日々新しいニュースがあって、ついていくのも大変です。
特に最近QUAD(日米豪印4カ国戦略対話)という単語がテレビから聞こえてきて、何だろうと思った経験はありませんか?
そこで今回はQUADについて簡単にわかりやすく解説します。
QUADとは|参加国
QUADとは、以下の4カ国の国々からなる国際的な外交・安全保障の協力枠組みです。
- 日本
- 米国
- オーストラリア
- インド
中国をけん制するために生まれました。
QUADの成り立ちと目的
QUADの歴史は2006年にさかのぼり、日本の提案でこの枠組みが生まれました。
日本が作った国際秩序の枠組みとして日本人はもっと知っておかなければなりません。
当時の安倍総理が日本、米国、オーストラリア、インドを巻き込んで戦略対話を訴えました。当時はまだ中国より日本の方がGDPが上回っていましたが、米国の国力が落ち中国が経済大国になり、インドも独自の大国としての力を強めることが予測されていました。

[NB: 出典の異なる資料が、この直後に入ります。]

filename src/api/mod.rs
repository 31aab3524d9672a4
// src/api/mod.rs
//
// HTTP adapter for the decision engine. One JSON endpoint carries both the
// handshake and the weekly decision step; the engine itself never sees the
// transport. Every request gets a 200 with a valid body: the game server
// treats anything else as a forfeited week.

use std::env;
use std::sync::Arc;

use axum::{
    body::Bytes,
    extract::State,
    routing::{get, post},
    Json, Router,
};
use serde::Serialize;

use crate::engine::{self, EngineConfig};
use crate::model::{weeks_from_value, RoleTable};

/// Identity reported during the capability handshake.
#[derive(Debug, Clone)]
pub struct HandshakeMeta {
    pub student_email: String,
    pub algorithm_name: String,
    pub version: String,
}

impl HandshakeMeta {
    /// Reads identity overrides from the environment, with shippable
    /// defaults.
    pub fn from_env() -> Self {
        Self {
            student_email: env::var("BEERBOT_STUDENT_EMAIL")
                .unwrap_or_else(|_| "student@example.com".to_string()),
            algorithm_name: env::var("BEERBOT_ALGO_NAME")
                .unwrap_or_else(|_| "ApioLite".to_string()),
            version: env::var("BEERBOT_VERSION")
                .unwrap_or_else(|_| format!("v{}", env!("CARGO_PKG_VERSION"))),
        }
    }
}

pub struct AppState {
    pub config: EngineConfig,
    pub handshake: HandshakeMeta,
}

#[derive(Debug, Serialize)]
struct SupportedModes {
    blackbox: bool,
    glassbox: bool,
}

#[derive(Debug, Serialize)]
struct HandshakeResponse {
    ok: bool,
    student_email: String,
    algorithm_name: String,
    version: String,
    supports: SupportedModes,
    message: &'static str,
}

#[derive(Debug, Serialize)]
struct DecisionResponse {
    orders: RoleTable<u32>,
}

#[derive(Debug, Serialize)]
#[serde(untagged)]
enum ApiResponse {
    Handshake(HandshakeResponse),
    Decision(DecisionResponse),
}

#[derive(Debug, Serialize)]
struct HealthResponse {
    status: &'static str,
    version: &'static str,
}

pub fn router(state: Arc<AppState>) -> Router {
    Router::new()
        .route("/healthz", get(healthz))
        // Some deployments mount us at the root, others under /api.
        .route("/", post(decision))
        .route("/api/decision", post(decision))
        .with_state(state)
}

async fn healthz() -> Json<HealthResponse> {
    Json(HealthResponse {
        status: "ok",
        version: env!("CARGO_PKG_VERSION"),
    })
}

/// Handles both protocol steps on one path, mirroring the wire contract:
/// `{"handshake": true}` gets the capability descriptor, anything else is a
/// weekly decision request. The body is decoded leniently; a request we
/// cannot make sense of still gets the baseline order set.
async fn decision(State(state): State<Arc<AppState>>, body: Bytes) -> Json<ApiResponse> {
    let body: serde_json::Value = serde_json::from_slice(&body).unwrap_or_default();

    if body.get("handshake").and_then(|v| v.as_bool()) == Some(true) {
        return Json(ApiResponse::Handshake(HandshakeResponse {
            ok: true,
            student_email: state.handshake.student_email.clone(),
            algorithm_name: state.handshake.algorithm_name.clone(),
            version: state.handshake.version.clone(),
            supports: SupportedModes {
                blackbox: true,
                glassbox: false,
            },
            message: "BeerBot ready",
        }));
    }

    // `mode` is accepted but glassbox currently decides exactly like
    // blackbox, as advertised in the handshake.
    let weeks = weeks_from_value(&body);
    let orders = engine::decide_orders(&weeks, &state.config);
    Json(ApiResponse::Decision(DecisionResponse { orders }))
}

#[cfg(test)]
mod tests {
    use super::*;
    use serde_json::json;

    fn state() -> Arc<AppState> {
        Arc::new(AppState {
            config: EngineConfig::default(),
            handshake: HandshakeMeta {
                student_email: "student@example.com".to_string(),
                algorithm_name: "ApioLite".to_string(),
                version: "v0.1.0".to_string(),
            },
        })
    }

    async fn post_decision(body: serde_json::Value) -> serde_json::Value {
        let Json(response) = decision(
            State(state()),
            Bytes::from(serde_json::to_vec(&body).unwrap()),
        )
        .await;
        serde_json::to_value(&response).unwrap()
    }

    #[tokio::test]
    async fn handshake_returns_the_capability_descriptor() {
        let response = post_decision(json!({ "handshake": true })).await;
        assert_eq!(response["ok"], json!(true));
        assert_eq!(response["message"], json!("BeerBot ready"));
        assert_eq!(response["supports"]["blackbox"], json!(true));
        assert_eq!(response["supports"]["glassbox"], json!(false));
        assert_eq!(response["student_email"], json!("student@example.com"));
    }

    #[tokio::test]
    async fn empty_history_gets_the_baseline_order_set() {
        let response = post_decision(json!({ "weeks": [] })).await;
        let expected = json!({ "orders": {
            "retailer": 10, "wholesaler": 10, "distributor": 10, "factory": 10
        }});
        assert_eq!(response, expected);
    }

    #[tokio::test]
    async fn missing_weeks_field_also_gets_the_baseline() {
        let response = post_decision(json!({ "mode": "blackbox" })).await;
        assert_eq!(response["orders"]["factory"], json!(10));
    }

    #[tokio::test]
    async fn unparseable_body_still_answers_with_orders() {
        let Json(response) = decision(State(state()), Bytes::from_static(b"not json")).await;
        let value = serde_json::to_value(&response).unwrap();
        assert_eq!(value["orders"]["retailer"], json!(10));
    }

    #[tokio::test]
    async fn weekly_request_returns_one_order_per_role() {
        let week = json!({
            "week": 1,
            "roles": {
                "retailer": { "inventory": 12, "backlog": 0, "incoming_orders": 4, "arriving_shipments": 4 },
                "wholesaler": { "inventory": 12, "backlog": 0, "incoming_orders": 4, "arriving_shipments": 4 },
                "distributor": { "inventory": 12, "backlog": 0, "incoming_orders": 4, "arriving_shipments": 4 },
                "factory": { "inventory": 12, "backlog": 0, "incoming_orders": 4, "arriving_shipments": 4 }
            },
            "orders": { "retailer": 4, "wholesaler": 4, "distributor": 4, "factory": 4 }
        });
        let response = post_decision(json!({ "weeks": [week], "mode": "blackbox" })).await;
        let orders = response["orders"].as_object().unwrap();
        assert_eq!(orders.len(), 4);
        for role in ["retailer", "wholesaler", "distributor", "factory"] {
            assert!(orders[role].as_u64().is_some());
        }
    }

    #[tokio::test]
    async fn glassbox_mode_decides_like_blackbox() {
        let weeks = json!({ "weeks": [], "mode": "glassbox" });
        let response = post_decision(weeks).await;
        assert_eq!(response["orders"]["retailer"], json!(10));
    }
}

もしそうなってパワーバランスが変化した時に、今の平和的な秩序を壊さないようにするために生まれたのがQUADです。
それから民主党政権などを挟み、QUADが本格的に国際社会で登場するのは第二次安倍政権においてです。
2017年に局長級の会合、それから2019年に外相会談、2021年にオンラインで首脳会談を開きます。段々と対話のレベルを上げ、リーダー格の人材にしていきます。

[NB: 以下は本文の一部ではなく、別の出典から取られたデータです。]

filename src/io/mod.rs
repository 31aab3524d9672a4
pub mod history;
pub mod reporting;
use std::path::{Component, Path, PathBuf};

use crate::error::StorageError;

/// Maps stored media paths to files on disk.
pub trait FileStorage: Send + Sync {
    /// Resolves a stored (relative) path to the physical file.
    fn resolve_physical_path(&self, stored_path: &str) -> Result<PathBuf, StorageError>;
}

/// Media stored below a single root directory.
#[derive(Debug, Clone)]
pub struct LocalFileStorage {
    root: PathBuf,
}

impl LocalFileStorage {
    pub fn new<P: AsRef<Path>>(root: P) -> Self {
        Self {
            root: root.as_ref().to_path_buf(),
        }
    }

    pub fn root(&self) -> &Path {
        &self.root
    }
}

impl FileStorage for LocalFileStorage {
    fn resolve_physical_path(&self, stored_path: &str) -> Result<PathBuf, StorageError> {
        let relative = validate_relative(stored_path)?;
        if relative.as_os_str().is_empty() {
            return Err(StorageError::EmptyPath);
        }

        let physical = self.root.join(relative);
        if !physical.is_file() {
            return Err(StorageError::NotFound(physical));
        }
        Ok(physical)
    }
}

/// Accepts only plain relative paths: no root, prefix, or `..` segments.
fn validate_relative(stored_path: &str) -> Result<PathBuf, StorageError> {
    let trimmed = stored_path.trim();
    let mut relative = PathBuf::new();

    for component in Path::new(trimmed).components() {
        match component {
            Component::Normal(part) => relative.push(part),
            Component::CurDir => {}
            Component::ParentDir | Component::RootDir | Component::Prefix(_) => {
                return Err(StorageError::OutsideRoot(stored_path.to_string()));
            }
        }
    }

    Ok(relative)
}

#[cfg(test)]
mod tests {
    use super::*;
    use tempfile::TempDir;

    fn write(root: &Path, stored_path: &str, content: &[u8]) {
        let path = root.join(stored_path);
        std::fs::create_dir_all(path.parent().unwrap()).unwrap();
        std::fs::write(path, content).unwrap();
    }

    #[test]
    fn test_resolve_existing_file() {
        let temp_dir = TempDir::new().unwrap();
        write(temp_dir.path(), "s1/banner.png", b"png-bytes");
        let storage = LocalFileStorage::new(temp_dir.path());

        let physical = storage.resolve_physical_path("s1/banner.png").unwrap();
        assert_eq!(physical, temp_dir.path().join("s1").join("banner.png"));
        assert_eq!(std::fs::read(physical).unwrap(), b"png-bytes");

        let dotted = storage.resolve_physical_path("./s1/banner.png").unwrap();
        assert!(dotted.ends_with("s1/banner.png"));
    }

    #[test]
    fn test_resolve_rejects_escapes() {
        let temp_dir = TempDir::new().unwrap();
        let storage = LocalFileStorage::new(temp_dir.path());

        for bad in ["../etc/passwd", "/etc/passwd", "s1/../../x.png"] {
            let err = storage.resolve_physical_path(bad).unwrap_err();
            assert_eq!(err.kind(), "OutsideRoot", "{}", bad);
        }
        assert_eq!(storage.resolve_physical_path("  ").unwrap_err().kind(), "EmptyPath");
    }

    #[test]
    fn test_resolve_missing_file() {
        let temp_dir = TempDir::new().unwrap();
        let storage = LocalFileStorage::new(temp_dir.path());

        let err = storage.resolve_physical_path("s1/missing.png").unwrap_err();
        assert_eq!(err.kind(), "NotFound");
    }

    #[test]
    fn test_directory_is_not_a_media_file() {
        let temp_dir = TempDir::new().unwrap();
        write(temp_dir.path(), "s1/a.png", b"x");
        let storage = LocalFileStorage::new(temp_dir.path());

        assert_eq!(storage.resolve_physical_path("s1").unwrap_err().kind(), "NotFound");
    }
}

そして、米国の関心も中東からアジア、特に中国に移り、対中国を念頭に置いたQUADに関心を示すことになりました。
QUADと韓国
QUADに将来、韓国が参加すると言われています。しかし、確定ではありません。
米国の立場は現在「考えていない」です。
一方の韓国は2022年に発足したユン政権になって前向きに検討しています。
以前のムン政権は米国にべったりではないスタンスで、「軍事は米国、経済は中国」という方針でしたが、ユン政権になってから親米路線になったのもひとつの要因です。
これには、米国側についた方が韓国の国益になるという見方がユン政権内でなされているからです。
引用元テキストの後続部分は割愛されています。